- **Task inputs**
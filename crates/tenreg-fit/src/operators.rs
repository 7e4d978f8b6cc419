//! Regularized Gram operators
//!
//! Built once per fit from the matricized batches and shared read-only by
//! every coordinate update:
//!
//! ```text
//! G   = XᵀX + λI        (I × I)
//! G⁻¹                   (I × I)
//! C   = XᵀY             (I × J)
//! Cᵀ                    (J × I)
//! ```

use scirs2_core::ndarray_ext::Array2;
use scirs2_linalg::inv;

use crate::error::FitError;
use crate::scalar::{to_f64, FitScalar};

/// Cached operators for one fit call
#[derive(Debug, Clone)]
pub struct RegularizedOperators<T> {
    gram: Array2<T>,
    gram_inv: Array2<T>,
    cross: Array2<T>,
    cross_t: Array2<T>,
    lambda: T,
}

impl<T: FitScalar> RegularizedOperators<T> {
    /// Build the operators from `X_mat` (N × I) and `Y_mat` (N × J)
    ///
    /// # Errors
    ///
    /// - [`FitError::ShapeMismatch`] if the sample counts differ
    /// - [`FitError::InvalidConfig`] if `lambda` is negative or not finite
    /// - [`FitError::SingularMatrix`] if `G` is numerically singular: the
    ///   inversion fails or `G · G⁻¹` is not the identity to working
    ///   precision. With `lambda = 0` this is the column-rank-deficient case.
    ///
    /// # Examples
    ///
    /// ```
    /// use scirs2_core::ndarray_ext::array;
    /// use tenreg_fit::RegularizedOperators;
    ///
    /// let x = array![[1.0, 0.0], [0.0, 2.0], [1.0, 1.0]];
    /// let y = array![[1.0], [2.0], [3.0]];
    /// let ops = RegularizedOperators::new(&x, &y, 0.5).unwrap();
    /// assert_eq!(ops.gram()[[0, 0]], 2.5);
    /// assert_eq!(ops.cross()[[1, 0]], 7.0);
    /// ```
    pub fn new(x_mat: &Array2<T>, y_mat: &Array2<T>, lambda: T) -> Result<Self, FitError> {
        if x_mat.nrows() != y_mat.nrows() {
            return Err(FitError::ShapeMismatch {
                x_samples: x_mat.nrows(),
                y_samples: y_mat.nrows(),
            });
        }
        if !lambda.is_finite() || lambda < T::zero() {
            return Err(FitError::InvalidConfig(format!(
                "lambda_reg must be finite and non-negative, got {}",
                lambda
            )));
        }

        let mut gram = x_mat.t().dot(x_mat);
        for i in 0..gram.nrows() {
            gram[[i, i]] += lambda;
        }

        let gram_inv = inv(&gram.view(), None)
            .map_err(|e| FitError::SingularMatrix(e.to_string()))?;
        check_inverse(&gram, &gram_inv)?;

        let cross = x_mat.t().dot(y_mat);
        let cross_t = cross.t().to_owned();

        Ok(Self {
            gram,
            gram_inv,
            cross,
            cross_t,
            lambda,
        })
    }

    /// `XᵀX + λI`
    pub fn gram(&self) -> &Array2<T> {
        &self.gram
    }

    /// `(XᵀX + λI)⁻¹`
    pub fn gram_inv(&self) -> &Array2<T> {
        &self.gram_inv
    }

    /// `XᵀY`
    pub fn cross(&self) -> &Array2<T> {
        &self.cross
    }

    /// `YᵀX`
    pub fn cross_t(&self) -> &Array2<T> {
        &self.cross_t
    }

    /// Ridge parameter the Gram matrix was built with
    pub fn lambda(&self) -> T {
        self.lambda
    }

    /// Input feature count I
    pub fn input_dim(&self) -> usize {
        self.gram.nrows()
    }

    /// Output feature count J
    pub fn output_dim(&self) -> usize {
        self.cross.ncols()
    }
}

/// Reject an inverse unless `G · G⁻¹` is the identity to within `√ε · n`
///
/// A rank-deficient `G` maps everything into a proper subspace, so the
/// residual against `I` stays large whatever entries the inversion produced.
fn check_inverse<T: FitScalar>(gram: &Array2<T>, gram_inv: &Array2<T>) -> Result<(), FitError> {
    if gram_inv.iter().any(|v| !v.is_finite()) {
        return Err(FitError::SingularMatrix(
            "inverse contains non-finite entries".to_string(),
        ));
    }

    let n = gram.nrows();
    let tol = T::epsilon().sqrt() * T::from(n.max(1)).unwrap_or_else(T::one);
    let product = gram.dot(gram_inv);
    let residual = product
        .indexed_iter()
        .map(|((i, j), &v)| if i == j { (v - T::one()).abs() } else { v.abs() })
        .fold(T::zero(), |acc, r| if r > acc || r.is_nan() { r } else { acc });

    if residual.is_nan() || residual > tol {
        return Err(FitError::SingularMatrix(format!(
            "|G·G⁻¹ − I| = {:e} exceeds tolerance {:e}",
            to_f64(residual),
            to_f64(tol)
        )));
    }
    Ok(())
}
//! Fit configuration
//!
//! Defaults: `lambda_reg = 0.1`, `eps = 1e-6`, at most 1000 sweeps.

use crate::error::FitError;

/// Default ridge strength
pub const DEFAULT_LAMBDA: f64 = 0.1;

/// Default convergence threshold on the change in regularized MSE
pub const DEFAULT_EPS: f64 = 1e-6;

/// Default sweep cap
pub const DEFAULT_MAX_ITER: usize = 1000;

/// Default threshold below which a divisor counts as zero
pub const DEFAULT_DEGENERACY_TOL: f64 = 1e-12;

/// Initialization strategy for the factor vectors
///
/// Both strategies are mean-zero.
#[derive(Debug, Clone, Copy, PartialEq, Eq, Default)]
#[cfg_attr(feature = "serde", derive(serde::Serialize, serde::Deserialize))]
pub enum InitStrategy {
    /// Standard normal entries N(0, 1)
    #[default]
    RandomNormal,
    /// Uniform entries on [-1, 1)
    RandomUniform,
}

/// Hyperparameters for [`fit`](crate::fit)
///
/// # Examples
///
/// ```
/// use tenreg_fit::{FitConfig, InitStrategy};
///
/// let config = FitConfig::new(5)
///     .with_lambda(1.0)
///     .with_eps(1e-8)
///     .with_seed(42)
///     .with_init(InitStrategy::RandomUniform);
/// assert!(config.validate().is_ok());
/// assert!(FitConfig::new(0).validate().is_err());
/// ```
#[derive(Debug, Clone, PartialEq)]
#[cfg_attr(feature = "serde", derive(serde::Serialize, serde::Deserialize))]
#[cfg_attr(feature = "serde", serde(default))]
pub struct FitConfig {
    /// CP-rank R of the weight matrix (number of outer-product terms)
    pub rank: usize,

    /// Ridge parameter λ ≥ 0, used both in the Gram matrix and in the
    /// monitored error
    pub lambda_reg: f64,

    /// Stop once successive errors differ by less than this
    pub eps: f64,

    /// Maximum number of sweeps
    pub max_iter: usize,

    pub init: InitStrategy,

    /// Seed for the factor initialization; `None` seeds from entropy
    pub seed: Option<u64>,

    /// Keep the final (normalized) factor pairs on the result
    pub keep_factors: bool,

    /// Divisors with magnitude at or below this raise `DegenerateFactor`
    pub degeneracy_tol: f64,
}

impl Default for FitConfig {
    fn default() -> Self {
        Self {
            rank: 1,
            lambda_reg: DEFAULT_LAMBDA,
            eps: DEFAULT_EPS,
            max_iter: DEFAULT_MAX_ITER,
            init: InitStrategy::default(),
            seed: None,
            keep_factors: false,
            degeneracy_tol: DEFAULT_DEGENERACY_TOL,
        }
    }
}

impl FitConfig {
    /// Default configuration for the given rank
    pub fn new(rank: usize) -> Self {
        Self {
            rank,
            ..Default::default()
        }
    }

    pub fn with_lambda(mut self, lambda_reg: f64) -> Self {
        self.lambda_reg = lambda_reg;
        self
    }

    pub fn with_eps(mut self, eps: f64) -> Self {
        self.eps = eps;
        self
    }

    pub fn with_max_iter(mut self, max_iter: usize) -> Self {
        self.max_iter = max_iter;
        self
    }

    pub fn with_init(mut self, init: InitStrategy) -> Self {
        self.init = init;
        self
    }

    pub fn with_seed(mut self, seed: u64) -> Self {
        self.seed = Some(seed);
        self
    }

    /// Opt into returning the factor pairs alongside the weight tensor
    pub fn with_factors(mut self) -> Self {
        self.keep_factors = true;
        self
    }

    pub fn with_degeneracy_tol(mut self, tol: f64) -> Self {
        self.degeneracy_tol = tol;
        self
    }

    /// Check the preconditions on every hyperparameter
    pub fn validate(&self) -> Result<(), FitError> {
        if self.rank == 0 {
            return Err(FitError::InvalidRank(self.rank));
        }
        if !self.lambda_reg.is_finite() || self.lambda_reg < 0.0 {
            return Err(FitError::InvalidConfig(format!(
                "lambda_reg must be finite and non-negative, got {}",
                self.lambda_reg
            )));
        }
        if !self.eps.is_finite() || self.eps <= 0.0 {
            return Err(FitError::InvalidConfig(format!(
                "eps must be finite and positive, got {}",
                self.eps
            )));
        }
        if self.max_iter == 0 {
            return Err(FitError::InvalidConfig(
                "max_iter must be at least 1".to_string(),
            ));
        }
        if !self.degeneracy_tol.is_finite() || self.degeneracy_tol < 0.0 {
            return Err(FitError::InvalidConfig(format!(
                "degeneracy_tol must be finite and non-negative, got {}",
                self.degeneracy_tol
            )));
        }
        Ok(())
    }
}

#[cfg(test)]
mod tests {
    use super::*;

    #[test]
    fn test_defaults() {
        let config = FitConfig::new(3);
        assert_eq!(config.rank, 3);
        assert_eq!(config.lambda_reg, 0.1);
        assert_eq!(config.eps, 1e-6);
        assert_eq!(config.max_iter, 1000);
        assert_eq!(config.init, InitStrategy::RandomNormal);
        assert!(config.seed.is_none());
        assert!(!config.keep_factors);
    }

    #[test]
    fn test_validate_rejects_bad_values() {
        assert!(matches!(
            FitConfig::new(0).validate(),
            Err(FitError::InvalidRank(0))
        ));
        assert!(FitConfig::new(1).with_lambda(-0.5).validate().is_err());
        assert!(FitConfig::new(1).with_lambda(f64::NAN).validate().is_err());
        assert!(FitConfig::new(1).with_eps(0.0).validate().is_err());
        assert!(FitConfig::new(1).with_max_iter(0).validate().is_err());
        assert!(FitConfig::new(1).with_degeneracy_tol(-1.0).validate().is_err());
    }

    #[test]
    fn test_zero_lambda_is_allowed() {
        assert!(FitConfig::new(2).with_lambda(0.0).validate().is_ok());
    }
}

- **Task details**
Only the lines above starting at the one containing "most 1000 sweeps." and ending at the one containing "pub const DEFAULT_EPS: f64 = 1e-6;", both included, are to be returned, exactly as they read.

- **Answer for the task**
//! Defaults: `lambda_reg = 0.1`, `eps = 1e-6`, at most 1000 sweeps.

use crate::error::FitError;

/// Default ridge strength
pub const DEFAULT_LAMBDA: f64 = 0.1;

/// Default convergence threshold on the change in regularized MSE
pub const DEFAULT_EPS: f64 = 1e-6;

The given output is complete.